Digital Marketing is a dynamic activity involving different channels and forms of consumer interaction.
New trends, social networks, and demands are constantly emerging in a scenario that is always changing. Once the departments are aligned, they will have to work in a more organized manner.
It’s like an orchestra. It is like an orchestra.
The conductor organizes his team by gesturing to the musicians. He then produces a pleasing result for the audience. This is the idea behind marketing orchestration.
What is marketing orchestration?
Marketing orchestration is usually used in accounts-based marketing since it targets a known prospect.
Targeting the right message to the consumer and moving them up the sales funnel with information about their needs, preferences, and behavior patterns is more accessible.
This practice does not only involve launching customized campaigns. It involves more than just a single cross-channel interaction.
This provides a unique, personalized experience for the consumer and paves the way for conversion.
This series of interactions should be planned, considering the buyer persona and the company objectives.

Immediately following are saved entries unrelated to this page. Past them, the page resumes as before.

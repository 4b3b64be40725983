//! Project configuration file (`i18n-csv.toml`).
//!
//! Every field is optional. Command-line flags take precedence over values
//! read here.

use serde::Deserialize;
use std::collections::HashMap;
use std::path::{Path, PathBuf};

use i18n_csv::LanguageAliases;

/// File looked up in the working directory when `--config` is not given.
pub const DEFAULT_CONFIG_FILE: &str = "i18n-csv.toml";

#[derive(Debug, Clone, Default, Deserialize)]
#[serde(deny_unknown_fields)]
pub struct FileConfig {
    /// Translation spreadsheet.
    pub input: Option<String>,
    /// Directory holding `<lang>.json` files.
    pub output: Option<String>,
    pub backup: Option<bool>,
    pub languages: Option<Vec<String>>,
    pub normalize_languages: Option<bool>,
    pub keep_empty: Option<bool>,
    pub watch_interval_ms: Option<u64>,
    /// Extra alias → code pairs merged over the built-in table.
    #[serde(default)]
    pub aliases: HashMap<String, String>,
}

impl FileConfig {
    /// Built-in aliases overridden by the ones in this file.
    pub fn alias_table(&self) -> LanguageAliases {
        let mut table = LanguageAliases::builtin();
        table.extend(self.aliases.iter().map(|(alias, code)| (alias.as_str(), code.clone())));
        table
    }
}

/// Loads the configuration.
///
/// An explicit path must exist. Without one, `i18n-csv.toml` in the working
/// directory is used when present and defaults apply otherwise.
pub fn load_config(explicit: Option<&Path>) -> Result<FileConfig, String> {
    let path: PathBuf = match explicit {
        Some(path) => {
            if !path.is_file() {
                return Err(format!("Config file does not exist: {}", path.display()));
            }
            path.to_path_buf()
        }
        None => {
            let candidate = PathBuf::from(DEFAULT_CONFIG_FILE);
            if !candidate.is_file() {
                return Ok(FileConfig::default());
            }
            candidate
        }
    };

    let content = std::fs::read_to_string(&path)
        .map_err(|e| format!("Cannot read config file {}: {}", path.display(), e))?;
    toml::from_str::<FileConfig>(&content)
        .map_err(|e| format!("Invalid config file {}: {}", path.display(), e))
}

#[cfg(test)]
mod tests {
    use super::*;
    use tempfile::TempDir;

    #[test]
    fn test_parse_full_config() {
        let cfg: FileConfig = toml::from_str(
            r#"
            input = "translations.csv"
            output = "src/assets/i18n"
            backup = true
            languages = ["en", "mr"]
            watch_interval_ms = 250

            [aliases]
            klingon = "tlh"
            "#,
        )
        .unwrap();

        assert_eq!(cfg.input.as_deref(), Some("translations.csv"));
        assert_eq!(cfg.backup, Some(true));
        assert_eq!(cfg.languages, Some(vec!["en".to_string(), "mr".to_string()]));
        assert_eq!(cfg.watch_interval_ms, Some(250));
        assert_eq!(cfg.alias_table().resolve("Klingon"), "tlh");
        assert_eq!(cfg.alias_table().resolve("english"), "en");
    }

    #[test]
    fn test_unknown_keys_are_rejected() {
        assert!(toml::from_str::<FileConfig>("inptu = \"x.csv\"").is_err());
    }

    #[test]
    fn test_explicit_path_must_exist() {
        let dir = TempDir::new().unwrap();
        let err = load_config(Some(&dir.path().join("missing.toml"))).unwrap_err();
        assert!(err.contains("does not exist"));
    }

    #[test]
    fn test_explicit_path_is_parsed() {
        let dir = TempDir::new().unwrap();
        let path = dir.path().join("custom.toml");
        std::fs::write(&path, "output = \"out\"\n").unwrap();
        let cfg = load_config(Some(&path)).unwrap();
        assert_eq!(cfg.output.as_deref(), Some("out"));
    }
}
//! Core, format-agnostic types for i18n-csv.
//! The CSV reader decodes into these; the builder and validators consume them.

use std::{collections::HashMap, fmt::Display};

use serde::Serialize;

/// Column name for the key path.
pub const PATH_COLUMN: &str = "path";
/// Column name for the translator-facing description.
pub const DESCRIPTION_COLUMN: &str = "description";
/// Pseudo column used for header-level diagnostics.
pub const HEADERS_COLUMN: &str = "headers";
/// Pseudo column used for file-level diagnostics that concern no single column.
pub const GENERAL_COLUMN: &str = "general";

/// Returns `true` for the two fixed columns every source must declare.
pub fn is_reserved_column(name: &str) -> bool {
    name == PATH_COLUMN || name == DESCRIPTION_COLUMN
}

/// One data row of the translation spreadsheet.
#[derive(Debug, Clone, PartialEq, Eq, Default)]
pub struct TranslationRow {
    /// Dot-notation key path, as read (not trimmed).
    pub path: String,

    /// Advisory description for translators; may be empty.
    pub description: String,

    /// Language code → translated text. Absent and empty are equivalent.
    pub values: HashMap<String, String>,
}

impl TranslationRow {
    /// Creates a row with no translations.
    pub fn new(path: impl Into<String>, description: impl Into<String>) -> Self {
        Self {
            path: path.into(),
            description: description.into(),
            values: HashMap::new(),
        }
    }

    /// Adds a translation, returning `self` for chaining.
    pub fn with_value(mut self, language: impl Into<String>, value: impl Into<String>) -> Self {
        self.values.insert(language.into(), value.into());
        self
    }

    /// Sets the translation for a language.
    pub fn set_value(&mut self, language: impl Into<String>, value: impl Into<String>) {
        self.values.insert(language.into(), value.into());
    }

    /// Translation for `language`, or `""` when the row has none.
    pub fn value(&self, language: &str) -> &str {
        self.values.get(language).map(String::as_str).unwrap_or("")
    }

    /// `true` when path, description and every listed language are blank.
    pub fn is_blank(&self, languages: &[String]) -> bool {
        self.path.trim().is_empty()
            && self.description.trim().is_empty()
            && languages.iter().all(|lang| self.value(lang).trim().is_empty())
    }
}

/// Severity of a [`Diagnostic`].
#[derive(Debug, Clone, Copy, PartialEq, Eq, Hash, Serialize)]
#[serde(rename_all = "snake_case")]
pub enum Severity {
    Error,
    Warning,
}

impl Display for Severity {
    fn fmt(&self, f: &mut std::fmt::Formatter<'_>) -> std::fmt::Result {
        match self {
            Severity::Error => write!(f, "error"),
            Severity::Warning => write!(f, "warning"),
        }
    }
}

/// A single validation finding.
///
/// Diagnostics are plain values: checks push them into a result and carry on.
#[derive(Debug, Clone, PartialEq, Eq, Serialize)]
pub struct Diagnostic {
    pub severity: Severity,

    /// 1-based spreadsheet row (the header is row 1); `0` means file-level.
    pub row: usize,

    /// `path`, `description`, a language code, `headers` or `general`.
    pub column: String,

    pub message: String,

    #[serde(skip_serializing_if = "Option::is_none")]
    pub value: Option<String>,
}

impl Diagnostic {
    pub fn error(row: usize, column: impl Into<String>, message: impl Into<String>) -> Self {
        Self {
            severity: Severity::Error,
            row,
            column: column.into(),
            message: message.into(),
            value: None,
        }
    }

    pub fn warning(row: usize, column: impl Into<String>, message: impl Into<String>) -> Self {
        Self {
            severity: Severity::Warning,
            row,
            column: column.into(),
            message: message.into(),
            value: None,
        }
    }

    /// Attaches the offending value.
    pub fn with_value(mut self, value: impl Into<String>) -> Self {
        self.value = Some(value.into());
        self
    }

    pub fn is_file_level(&self) -> bool {
        self.row == 0
    }
}

impl Display for Diagnostic {
    fn fmt(&self, f: &mut std::fmt::Formatter<'_>) -> std::fmt::Result {
        if self.is_file_level() {
            write!(f, "{}", self.message)
        } else {
            write!(
                f,
                "Row {}, Column \"{}\": {}",
                self.row, self.column, self.message
            )
        }
    }
}

/// Outcome of one validation pass.
///
/// Errors and warnings keep the order in which the checks produced them.
/// The result is valid exactly when no error was recorded.
#[derive(Debug, Clone, PartialEq, Eq, Default, Serialize)]
pub struct ValidationResult {
    errors: Vec<Diagnostic>,
    warnings: Vec<Diagnostic>,
}

impl ValidationResult {
    pub(crate) fn new() -> Self {
        Self::default()
    }

    /// Files a diagnostic under its severity.
    pub(crate) fn push(&mut self, diagnostic: Diagnostic) {
        match diagnostic.severity {
            Severity::Error => self.errors.push(diagnostic),
            Severity::Warning => self.warnings.push(diagnostic),
        }
    }

    pub(crate) fn extend(&mut self, diagnostics: impl IntoIterator<Item = Diagnostic>) {
        for diagnostic in diagnostics {
            self.push(diagnostic);
        }
    }

    pub fn errors(&self) -> &[Diagnostic] {
        &self.errors
    }

    pub fn warnings(&self) -> &[Diagnostic] {
        &self.warnings
    }

    pub fn is_valid(&self) -> bool {
        self.errors.is_empty()
    }

    /// Summary counts for reporting.
    pub fn stats(&self, total_rows: usize) -> ValidationStats {
        ValidationStats {
            total_rows,
            error_count: self.errors.len(),
            warning_count: self.warnings.len(),
            is_valid: self.is_valid(),
        }
    }
}

/// Summary counts of a [`ValidationResult`].
#[derive(Debug, Clone, Copy, PartialEq, Eq, Serialize)]
pub struct ValidationStats {
    pub total_rows: usize,
    pub error_count: usize,
    pub warning_count: usize,
    pub is_valid: bool,
}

You can use them for contract renewals, upsells, and even to convert new clients.
What are the advantages of this strategy?
This strategy will help you to organize your actions better.
Marketing orchestration is a collection of activities defined and interacted with to produce a positive outcome. It is, therefore, easier to create and track different marketing campaigns.
Multiple channels allow you to collect more user data.
Imagine that, for instance, you are running an Email Marketing campaign. You include a link in one message that directs people to your Instagram account. You can gain another follower if your content is of high quality.
Of course, content production must be coordinated. Use practical tools to create, schedule and publish content across your channels.
Maintaining the relevance of the blog and social networks is the goal.
How does marketing orchestration work?
You already know the benefits of marketing orchestration, which refers to a set of interactions that all work towards the same goal.
How does this work in practice? This strategy is based on a series of “plays” representing a set of actions to achieve a specific business goal.
You can choose from 5 categories when orchestrating plays:
- Intent and engagement
- Shake the tree
- Closed won
- Close the loss.
All plays can include both automated as well as manual elements. We will now discuss how each of these categories works.
Intent and engagement in play
When someone interacts with your content, it shows they are trying to build a relationship with you.
It’s then up to you to turn this engagement into a conversion.
You can direct the lead to the next funnel stage using a multi-channel, orchestrated play.
Check out the image below, taken from Engagio’s infographic. It shows an example of intent play and engagement.
Marketing qualified leads (MQAs) are prospects ready to go to the sales team.
These leads show a great deal of interest in closing the deal. Therefore, they are precious and should be treated as such.
An MQA play is a set of actions to keep MQAs engaged even before the commercial team approaches them.
You can increase conversion rates by showing concern for the experience.
Shake the Tree Play
Has your sales team activated potential customers who still need to buy your solution?
They must be rescued! This can be done by adding them to a mailing list to recover missed opportunities.
You will be able at least to reap some fruit from such an activity. See an example of the shake-the-tree play below.
Closed win play
Marketing orchestration strategies are not designed to win over customers.
Engaging them is essential to making them loyal customers and, who knows, brand promoters. You can still organize a won-closed play even when closing a deal.
It is about offering the customer a more memorable experience.
Closed loss play
The closed lost play involves remarketing to leads that, after careful consideration, decided not to complete the sale.
The idea is to continue nurturing users with relevant ads and content after a certain period without interaction.
If something happens to the consumer and they suddenly decide they need your product or service, your brand is at the top of their minds. See an example of the process.